Devons-nous tous être heureux au travail ? Oui, prône l’école de la psychologie positive à travers le « pape » de la pensée du même nom, Martin Seligman*. L’Américain vendeur de bonheur en boîtes (et dans la vie de tous les jours), exceptionnellement de passage à Paris en février à l’invitation du Printemps de l’optimisme, défend les acquis scientifiques, démontre-t-il, de traitements médicaux et psychologiques aux effets réels, constatés objectivement à travers des protocoles de tests. À l’opposé, deux détricoteurs de bonheur, les Américains Eva Illouz et Edgar Cabanas, dénoncent avec force la tyrannie de la félicité autoadministrée qui règne aujourd’hui aux quatre coins de la planète. Partout, dans les publicités, au sein des entreprises ou dans le cercle familial, se plaque désormais la même injonction, celle d’être heureux, la nouvelle pensée dominante qui veut que le bonheur se construirait, s’enseignerait et s’apprendrait. Ceux qui ne parviennent pas au bonheur sont donc stigmatisés et relégués au rang de coupables : coupables de ne pas avoir assuré les bons choix et coupables, donc, de leur propre souffrance. La « happycratrie », pour les auteurs contempteurs de Seligman, revient à un paradigme simpliste puisqu’il occulte les éléments exogènes à l’individu, mais également dangereux car supposé mener irrémédiablement à une société de plus en plus individualiste. Parmi les institutions qui ont le plus pratiqué cette injonction au bonheur au cours des dernières années, les entreprises arrivent en tête. « Faire des salariés heureux est devenu une préoccupation de premier ordre pour de nombreuses grandes entreprises qui sollicitent de plus en plus les services d’experts du bonheur afin d’égayer leurs salariés, de restaurer leur enthousiasme au travail, de les aider à réagir émotionnellement comme il convient à la nouvelle de leur licenciement, et, surtout, leur apprendre à devenir plus autonomes sur le plan psychologique et plus flexibles sur les plans cognitifs et émotionnels », dénoncent les auteurs d’Happycratie.

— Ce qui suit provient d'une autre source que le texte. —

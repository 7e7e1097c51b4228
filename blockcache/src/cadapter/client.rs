//! Remote store interface used by the block cache.
//!
//! The store speaks in block-blob terms: blocks are staged under an id, then a
//! commit publishes the ordered id list as the blob's content. Everything the
//! engine needs from a backend goes through [`RemoteStore`].

use async_trait::async_trait;
use bytes::Bytes;
use std::time::SystemTime;

/// Errors returned by a remote store backend.
#[derive(Debug, Clone, PartialEq, Eq, thiserror::Error)]
pub enum RemoteError {
    #[error("object {0} not found")]
    NotFound(String),

    #[error("io error ({kind:?}): {message}")]
    Io {
        kind: std::io::ErrorKind,
        message: String,
    },

    #[error("{0}")]
    Other(String),
}

impl From<std::io::Error> for RemoteError {
    fn from(e: std::io::Error) -> Self {
        RemoteError::Io {
            kind: e.kind(),
            message: e.to_string(),
        }
    }
}

impl From<serde_json::Error> for RemoteError {
    fn from(e: serde_json::Error) -> Self {
        RemoteError::Other(format!("malformed block list: {e}"))
    }
}

/// One entry of a blob's committed block list.
#[derive(Debug, Clone, PartialEq, Eq, serde::Serialize, serde::Deserialize)]
pub struct CommittedBlock {
    pub id: String,
    pub size: u64,
}

/// Attributes of a remote object.
#[derive(Debug, Clone, Copy, PartialEq, Eq)]
pub struct ObjectAttr {
    pub size: u64,
    pub mtime: SystemTime,
}

#[async_trait]
pub trait RemoteStore: Send + Sync {
    /// Read bytes starting at `offset` into `buf`, returning how many were read.
    /// Reading at or past the end of the object returns `Ok(0)`.
    async fn read_range(&self, name: &str, offset: u64, buf: &mut [u8])
    -> Result<usize, RemoteError>;

    /// Upload `data` as an uncommitted block of `name` under `block_id`.
    async fn stage(&self, name: &str, block_id: &str, data: Bytes) -> Result<(), RemoteError>;

    /// Publish `block_ids`, in order, as the full content of `name`.
    async fn commit(
        &self,
        name: &str,
        block_ids: &[String],
        block_size: u64,
    ) -> Result<(), RemoteError>;

    async fn get_committed_block_list(&self, name: &str)
    -> Result<Vec<CommittedBlock>, RemoteError>;

    async fn get_attributes(&self, name: &str) -> Result<ObjectAttr, RemoteError>;
}
//! Path → open file registry and handle table.

use crate::error::{Error, Result};
use crate::vfs::file::File;
use std::collections::HashMap;
use std::sync::atomic::{AtomicU64, Ordering};
use std::sync::{Arc, Mutex, MutexGuard, PoisonError};

#[derive(Debug, Clone, Copy, PartialEq, Eq, Hash, PartialOrd, Ord)]
pub struct HandleId(pub u64);

impl std::fmt::Display for HandleId {
    fn fmt(&self, f: &mut std::fmt::Formatter<'_>) -> std::fmt::Result {
        write!(f, "{}", self.0)
    }
}

#[derive(Default)]
struct Tables {
    by_path: HashMap<String, Arc<File>>,
    by_id: HashMap<u64, Arc<File>>,
    handles: HashMap<HandleId, Arc<File>>,
}

#[derive(Default)]
pub struct FileRegistry {
    tables: Mutex<Tables>,
    next_file: AtomicU64,
    next_handle: AtomicU64,
}

impl FileRegistry {
    pub fn new() -> Self {
        Self::default()
    }

    fn tables(&self) -> MutexGuard<'_, Tables> {
        self.tables.lock().unwrap_or_else(PoisonError::into_inner)
    }

    /// Register a new handle on `path`, creating the file record on first
    /// open. The flag is true when the record was created.
    pub fn open_handle(&self, path: &str) -> (HandleId, Arc<File>, bool) {
        let handle = HandleId(self.next_handle.fetch_add(1, Ordering::Relaxed) + 1);
        let mut tables = self.tables();
        let (file, created) = match tables.by_path.get(path) {
            Some(file) => (file.clone(), false),
            None => {
                let id = self.next_file.fetch_add(1, Ordering::Relaxed) + 1;
                let file = Arc::new(File::new(id, path));
                tables.by_path.insert(path.to_string(), file.clone());
                tables.by_id.insert(id, file.clone());
                (file, true)
            }
        };
        file.state().handles.insert(handle);
        tables.handles.insert(handle, file.clone());
        (handle, file, created)
    }

    pub fn file(&self, handle: HandleId) -> Result<Arc<File>> {
        self.tables()
            .handles
            .get(&handle)
            .cloned()
            .ok_or(Error::BadHandle(handle.0))
    }

    /// Drop `handle`. Returns the file when that was its last handle; the
    /// file is then no longer registered.
    pub fn close_handle(&self, handle: HandleId) -> Result<Option<Arc<File>>> {
        let mut tables = self.tables();
        let file = tables
            .handles
            .remove(&handle)
            .ok_or(Error::BadHandle(handle.0))?;
        let last = {
            let mut state = file.state();
            state.handles.remove(&handle);
            state.handles.is_empty()
        };
        if !last {
            return Ok(None);
        }
        tables.by_id.remove(&file.id());
        if tables
            .by_path
            .get(file.path())
            .is_some_and(|f| Arc::ptr_eq(f, &file))
        {
            tables.by_path.remove(file.path());
        }
        Ok(Some(file))
    }

    pub fn lookup(&self, path: &str) -> Option<Arc<File>> {
        self.tables().by_path.get(path).cloned()
    }

    pub fn by_id(&self, id: u64) -> Option<Arc<File>> {
        self.tables().by_id.get(&id).cloned()
    }

    pub fn files(&self) -> Vec<Arc<File>> {
        self.tables().by_id.values().cloned().collect()
    }

    pub fn len(&self) -> usize {
        self.tables().by_id.len()
    }

    pub fn is_empty(&self) -> bool {
        self.len() == 0
    }
}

Le bonheur est un idéal, non de la raison, mais de l’imagination. Emmanuel Kant

Le réquisitoire se veut sévère. La messe est-elle dite ? Pas du tout. Car si Martin Seligman, de son propre aveu, ignore tout de la charge de Cabanas (interviewé par nos soins) et d’Illouz, il aura passé trente années d’étude à décomposer le bonheur en éléments mesurables, la vie agréable, la vie engagée et la vie pleine de sens. Réduire son œuvre et celle de ses continuateurs à des billevées pseudoscientifiques, c’est aller un peu vite en besogne. Les start-up nous le montrent, l’on se prend à vivre heureux son travail dans certaines entreprises, avec ou sans Chief Happiness Officer.

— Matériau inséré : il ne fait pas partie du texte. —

//! Remote store adapters (cAdapter)
//!
//! Submodules:
//! - `client`: the [`RemoteStore`] trait and its error/attribute types
//! - `memory`: in-process store used by tests and demos
//! - `localfs`: local directory store that mimics stage/commit semantics
//!
//! Responsibilities summary:
//! - Stage blocks under ids, commit ordered id lists, read byte ranges.
//! - Report the committed block list and object attributes.
pub mod client;
pub mod localfs;
pub mod memory;

pub use client::{CommittedBlock, ObjectAttr, RemoteError, RemoteStore};
pub use localfs::LocalFsStore;
pub use memory::MemoryStore;
//! Buffer pool
//!
//! Responsibilities:
//! - Hand out zero-filled block-size buffers, reusing freed ones.
//! - Bound live memory to `mem_size / block_size` buffers; once at budget,
//!   callers wait (bounded by `acquire_timeout`) for a buffer to come back.
//! - Keep per-stage LRU lists of buffered blocks for the maintenance loops.
//!
//! A [`Buffer`] returns to the pool when dropped, so releasing a block's
//! buffer is simply taking it out of the block.

pub mod stages;

use crate::block::Block;
use crate::error::{Error, Result};
use stages::{BlockKey, Stage, StageLists};
use std::sync::{Arc, Mutex, MutexGuard, PoisonError};
use std::time::{Duration, Instant};
use tokio::sync::{OwnedSemaphorePermit, Semaphore, TryAcquireError};
use tracing::trace;

struct PoolShared {
    block_size: usize,
    max_buffers: usize,
    free: Mutex<Vec<Vec<u8>>>,
    permits: Arc<Semaphore>,
    acquire_timeout: Duration,
}

impl PoolShared {
    fn free(&self) -> MutexGuard<'_, Vec<Vec<u8>>> {
        self.free.lock().unwrap_or_else(PoisonError::into_inner)
    }
}

/// A block-size byte buffer checked out of the pool.
pub struct Buffer {
    data: Vec<u8>,
    data_size: usize,
    touched: Instant,
    pool: Arc<PoolShared>,
    _permit: OwnedSemaphorePermit,
}

impl Buffer {
    pub fn data(&self) -> &[u8] {
        &self.data
    }

    pub fn data_mut(&mut self) -> &mut [u8] {
        self.touched = Instant::now();
        &mut self.data
    }

    /// Bytes of meaningful content.
    pub fn data_size(&self) -> usize {
        self.data_size
    }

    pub fn set_data_size(&mut self, size: usize) {
        self.data_size = size.min(self.data.len());
    }

    pub fn touch(&mut self) {
        self.touched = Instant::now();
    }

    pub fn idle(&self) -> Duration {
        self.touched.elapsed()
    }

    /// Zero everything from `from` to the end.
    pub fn zero_from(&mut self, from: usize) {
        if from < self.data.len() {
            self.data[from..].fill(0);
        }
        self.data_size = self.data_size.min(from);
    }
}

impl Drop for Buffer {
    fn drop(&mut self) {
        let data = std::mem::take(&mut self.data);
        let mut free = self.pool.free();
        if free.len() < self.pool.max_buffers {
            free.push(data);
        }
    }
}

impl std::fmt::Debug for Buffer {
    fn fmt(&self, f: &mut std::fmt::Formatter<'_>) -> std::fmt::Result {
        f.debug_struct("Buffer")
            .field("data_size", &self.data_size)
            .finish()
    }
}

pub struct BufferPool {
    shared: Arc<PoolShared>,
    stages: Mutex<StageLists>,
}

impl BufferPool {
    pub fn new(block_size: usize, max_buffers: usize, acquire_timeout: Duration) -> Self {
        Self {
            shared: Arc::new(PoolShared {
                block_size,
                max_buffers,
                free: Mutex::new(Vec::new()),
                permits: Arc::new(Semaphore::new(max_buffers)),
                acquire_timeout,
            }),
            stages: Mutex::new(StageLists::new(max_buffers)),
        }
    }

    fn checkout(&self, permit: OwnedSemaphorePermit) -> Buffer {
        let data = match self.shared.free().pop() {
            Some(mut data) => {
                data.fill(0);
                data
            }
            None => {
                trace!(block_size = self.shared.block_size, "allocating buffer");
                vec![0u8; self.shared.block_size]
            }
        };
        Buffer {
            data,
            data_size: 0,
            touched: Instant::now(),
            pool: self.shared.clone(),
            _permit: permit,
        }
    }

    /// Zero-filled buffer; waits up to the acquire timeout when at budget.
    pub async fn acquire(&self) -> Result<Buffer> {
        let wait = self.shared.acquire_timeout;
        let permit = match tokio::time::timeout(wait, self.shared.permits.clone().acquire_owned())
            .await
        {
            Ok(Ok(permit)) => permit,
            Ok(Err(_)) => return Err(Error::Shutdown),
            Err(_) => return Err(Error::PoolExhausted(wait)),
        };
        Ok(self.checkout(permit))
    }

    /// Zero-filled buffer if one is available right now.
    pub fn try_acquire(&self) -> Result<Option<Buffer>> {
        match self.shared.permits.clone().try_acquire_owned() {
            Ok(permit) => Ok(Some(self.checkout(permit))),
            Err(TryAcquireError::NoPermits) => Ok(None),
            Err(TryAcquireError::Closed) => Err(Error::Shutdown),
        }
    }

    /// Return `block`'s buffer, if it holds one. Idempotent.
    pub fn release(&self, key: BlockKey, block: &Block) -> bool {
        let buffer = block.lock().buffer.take();
        self.untrack(key);
        buffer.is_some()
    }

    /// Wake pending acquirers with [`Error::Shutdown`].
    pub fn close(&self) {
        self.shared.permits.close();
    }

    pub fn capacity(&self) -> usize {
        self.shared.max_buffers
    }

    /// Buffers currently checked out.
    pub fn in_use(&self) -> usize {
        self.shared.max_buffers - self.shared.permits.available_permits()
    }

    pub fn available(&self) -> usize {
        self.shared.permits.available_permits()
    }

    /// Allocated buffers waiting for reuse.
    pub fn free_count(&self) -> usize {
        self.shared.free().len()
    }

    fn stages(&self) -> MutexGuard<'_, StageLists> {
        self.stages.lock().unwrap_or_else(PoisonError::into_inner)
    }

    pub fn track(&self, key: BlockKey, stage: Stage) {
        self.stages().track(key, stage);
    }

    pub fn touch(&self, key: BlockKey) {
        self.stages().touch(key);
    }

    pub fn untrack(&self, key: BlockKey) {
        self.stages().untrack(key);
    }

    pub fn stage_of(&self, key: BlockKey) -> Option<Stage> {
        self.stages().stage_of(key)
    }

    pub fn stage_len(&self, stage: Stage) -> usize {
        self.stages().len(stage)
    }

    pub fn oldest(&self, stage: Stage, n: usize) -> Vec<BlockKey> {
        self.stages().oldest(stage, n)
    }
}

*Martin E.P. Seligman est professeur de psychologie à la Fondation de la famille Zellerbach et directeur du centre de psychologie positive de l’université de Pennsylvanie où il se concentre sur la psychologie positive, l’impuissance acquise, la dépression, l’optimisme et la prospection.

INTERVIEW. Le bien-être, affaire de bureaux ?

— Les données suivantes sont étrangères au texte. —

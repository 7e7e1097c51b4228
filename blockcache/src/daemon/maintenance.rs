//! Periodic maintenance loop.
//!
//! Holds only a weak reference to its target so that dropping the engine is
//! enough to stop it.

use async_trait::async_trait;
use std::sync::Weak;
use std::time::Duration;
use tokio::task::JoinHandle;
use tokio_util::sync::CancellationToken;
use tracing::trace;

#[async_trait]
pub trait Maintenance: Send + Sync + 'static {
    /// One pass: reclaim idle buffers, schedule and poll write-back.
    async fn maintain(&self);
}

pub fn spawn<M: Maintenance>(
    target: Weak<M>,
    interval: Duration,
    shutdown: CancellationToken,
) -> JoinHandle<()> {
    tokio::spawn(async move {
        let mut ticker = tokio::time::interval_at(tokio::time::Instant::now() + interval, interval);
        ticker.set_missed_tick_behavior(tokio::time::MissedTickBehavior::Delay);
        loop {
            tokio::select! {
                biased;
                _ = shutdown.cancelled() => break,
                _ = ticker.tick() => {}
            }
            let Some(target) = target.upgrade() else { break };
            target.maintain().await;
        }
        trace!("maintenance loop stopped");
    })
}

Si un bureau soigné et un cadre de travail harmonieux ne peuvent suffirent au bonheur des salariés, ils participent néanmoins à leur bien-être. Sous l’impulsion de la révolution numérique, les espaces de travail se modifient. Aujourd’hui, de nouveaux concepts émergent. L’immobilier de bureau en France est devenu un véritable laboratoire à innovations. Focus sur les bureaux de demain avec Philippe Boyer, directeur de l’innovation, Covivio.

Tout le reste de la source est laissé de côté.